Triggering receptor expressed on myeloid cells 1 (TREM-1) is critically involved in the pathogenesis of rheumatoid arthritis (RA). In contrast to cytokine blockers, therapeutic blockade of TREM-1 can blunt excessive inflammation while preserving the capacity for microbial control. However, the nature of the TREM-1 ligand(s) and mechanisms of TREM-1 signalling are still not yet well understood, impeding the development of clinically relevant inhibitors of TREM-1. The aim of this study was to evaluate the anti-arthritic activity of a novel, ligand-independent TREM-1 inhibitory nonapeptide GF9 that was rationally designed using the signalling chain homo oligomerization (SCHOOL) model of cell signalling. Free GF9 and GF9 bound to macrophage-targeted nanoparticles that mimic human high-density lipoproteins (GF9-HDL) were used to treat collagen-induced arthritis (CIA). We also tested if 31-mer peptides with sequences from GF9 and helices 4 (GE31) and 6 (GA31) of the major HDL protein, apolipoprotein A-I, are able to perform three functions: assist in the self-assembly of GA/E31-HDL, target these particles to macrophages and block TREM-1 signalling. We showed that GF9, but not control peptide, ameliorated CIA and protected against bone and cartilage damage.
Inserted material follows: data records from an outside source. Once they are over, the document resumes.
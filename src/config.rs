use config::{Config, ConfigError, Environment, File};
use serde::Deserialize;
use std::{env, path::Path, time::Duration};
use thiserror::Error;
use tracing::{error, info};
use validator::{Validate, ValidationError};

const DEFAULT_LOG_LEVEL: &str = "info";
const DEFAULT_ENV: &str = "development";
const DEFAULT_PORT: u16 = 8080;
const DEFAULT_DATABASE_URL: &str = "sqlite://warehouse.db?mode=rwc";
const CONFIG_DIR: &str = "config";
const DEFAULT_STEP_TIMEOUT_MS: u64 = 5_000;
const DEFAULT_LOCATION_ID: i32 = 1;
const DEFAULT_CATEGORY_ID: i32 = 1;

/// Application configuration structure with validation
#[derive(Clone, Debug, Deserialize, Validate)]
#[serde(deny_unknown_fields)]
pub struct AppConfig {
    /// Database connection URL
    pub database_url: String,

    /// Server host address
    pub host: String,

    #[serde(default = "default_port")]
    #[validate(range(min = 1))]
    pub port: u16,

    /// Application environment
    pub environment: String,

    #[serde(default = "default_log_level")]
    #[validate(custom = "validate_log_level")]
    pub log_level: String,

    /// Log in JSON format (structured logging)
    #[serde(default)]
    pub log_json: bool,

    /// Whether to run database migrations on startup
    #[serde(default = "default_true_bool")]
    pub auto_migrate: bool,

    /// Comma separated list of allowed CORS origins
    #[serde(default)]
    pub cors_allowed_origins: Option<String>,

    #[serde(default)]
    pub cors_allow_any_origin: bool,

    #[serde(default = "default_db_max_connections")]
    #[validate(range(min = 1))]
    pub db_max_connections: u32,

    #[serde(default = "default_db_min_connections")]
    pub db_min_connections: u32,

    #[serde(default = "default_db_connect_timeout_secs")]
    pub db_connect_timeout_secs: u64,

    #[serde(default = "default_db_idle_timeout_secs")]
    pub db_idle_timeout_secs: u64,

    #[serde(default = "default_db_acquire_timeout_secs")]
    pub db_acquire_timeout_secs: u64,

    /// Upper bound on each store operation performed by the quality check workflow
    #[serde(default = "default_workflow_step_timeout_ms")]
    #[validate(range(min = 1))]
    pub workflow_step_timeout_ms: u64,

    /// Location assigned to inventory rows created by the workflow
    #[serde(default = "default_location_id")]
    #[validate(range(min = 1))]
    pub default_location_id: i32,

    /// Category assigned to placeholder products
    #[serde(default = "default_category_id")]
    #[validate(range(min = 1))]
    pub default_category_id: i32,
}

impl AppConfig {
    pub fn new(database_url: String, host: String, port: u16, environment: String) -> Self {
        Self {
            database_url,
            host,
            port,
            environment,
            log_level: default_log_level(),
            log_json: false,
            auto_migrate: true,
            cors_allowed_origins: None,
            cors_allow_any_origin: false,
            db_max_connections: default_db_max_connections(),
            db_min_connections: default_db_min_connections(),
            db_connect_timeout_secs: default_db_connect_timeout_secs(),
            db_idle_timeout_secs: default_db_idle_timeout_secs(),
            db_acquire_timeout_secs: default_db_acquire_timeout_secs(),
            workflow_step_timeout_ms: default_workflow_step_timeout_ms(),
            default_location_id: DEFAULT_LOCATION_ID,
            default_category_id: DEFAULT_CATEGORY_ID,
        }
    }

    pub fn is_production(&self) -> bool {
        self.environment.eq_ignore_ascii_case("production")
    }

    pub fn workflow_step_timeout(&self) -> Duration {
        Duration::from_millis(self.workflow_step_timeout_ms)
    }

    /// Parsed CORS origins, empty when none are configured.
    pub fn cors_origins(&self) -> Vec<String> {
        self.cors_allowed_origins
            .as_deref()
            .map(|raw| {
                raw.split(',')
                    .map(str::trim)
                    .filter(|origin| !origin.is_empty())
                    .map(str::to_owned)
                    .collect()
            })
            .unwrap_or_default()
    }
}

#[derive(Debug, Error)]
pub enum AppConfigError {
    #[error("Configuration loading failed: {0}")]
    Load(#[from] ConfigError),

    #[error("Configuration validation failed: {0}")]
    Validation(#[from] validator::ValidationErrors),
}

fn validate_log_level(level: &str) -> Result<(), ValidationError> {
    match level.to_ascii_lowercase().as_str() {
        "trace" | "debug" | "info" | "warn" | "error" => Ok(()),
        _ => Err(ValidationError::new("invalid_log_level")),
    }
}

fn default_log_level() -> String {
    DEFAULT_LOG_LEVEL.to_string()
}

fn default_port() -> u16 {
    DEFAULT_PORT
}

fn default_true_bool() -> bool {
    true
}

fn default_db_max_connections() -> u32 {
    16
}
fn default_db_min_connections() -> u32 {
    2
}
fn default_db_connect_timeout_secs() -> u64 {
    30
}
fn default_db_idle_timeout_secs() -> u64 {
    600
}
fn default_db_acquire_timeout_secs() -> u64 {
    8
}

fn default_workflow_step_timeout_ms() -> u64 {
    DEFAULT_STEP_TIMEOUT_MS
}

fn default_location_id() -> i32 {
    DEFAULT_LOCATION_ID
}

fn default_category_id() -> i32 {
    DEFAULT_CATEGORY_ID
}

/// Loads configuration from `config/default`, `config/{RUN_ENV}` and `APP__*` variables.
pub fn load_config() -> Result<AppConfig, AppConfigError> {
    let run_env = env::var("RUN_ENV")
        .or_else(|_| env::var("APP_ENV"))
        .unwrap_or_else(|_| DEFAULT_ENV.to_string());
    info!("Loading configuration for environment: {}", run_env);

    if !Path::new(CONFIG_DIR).exists() {
        info!(
            "Config directory '{}' not found; relying on built-in defaults and environment variables",
            CONFIG_DIR
        );
    }

    let config = Config::builder()
        .set_default("database_url", DEFAULT_DATABASE_URL)?
        .set_default("host", "0.0.0.0")?
        .set_default("port", i64::from(DEFAULT_PORT))?
        .set_default("environment", run_env.as_str())?
        .set_default("log_level", DEFAULT_LOG_LEVEL)?
        .add_source(File::with_name(&format!("{}/default", CONFIG_DIR)).required(false))
        .add_source(File::with_name(&format!("{}/{}", CONFIG_DIR, run_env)).required(false))
        .add_source(
            Environment::with_prefix("APP")
                .separator("__")
                .try_parsing(true),
        )
        .build()?;

    let app_config: AppConfig = config.try_deserialize()?;

    app_config.validate().map_err(|e| {
        error!("Configuration validation failed: {:?}", e);
        AppConfigError::Validation(e)
    })?;

    info!("Configuration loaded successfully");
    Ok(app_config)
}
The therapeutic effect of GF9 was accompanied by a reduction in the plasma levels of macrophage colony-stimulating factor and pro-inflammatory cytokines such as tumour necrosis factor-α, interleukin (IL)-1 and IL-6. Incorporation of GF9 alone or as a part of GE31 and GA31 peptides into HDL significantly increased its therapeutic efficacy. Collectively, our findings suggest that TREM-1 inhibitory SCHOOL sequences may be promising alternatives for the treatment of RA.
Keywords: collagen-induced arthritis; inflammation; macrophages; signalling chain homo-oligomerization model of cell signalling; targeted delivery; therapeutic peptides; triggering receptor expressed on myeloid cells 1.
© 2017 The Authors. Journal of Cellular and Molecular Medicine published by John Wiley & Sons Ltd and Foundation for Cellular and Molecular Medicine.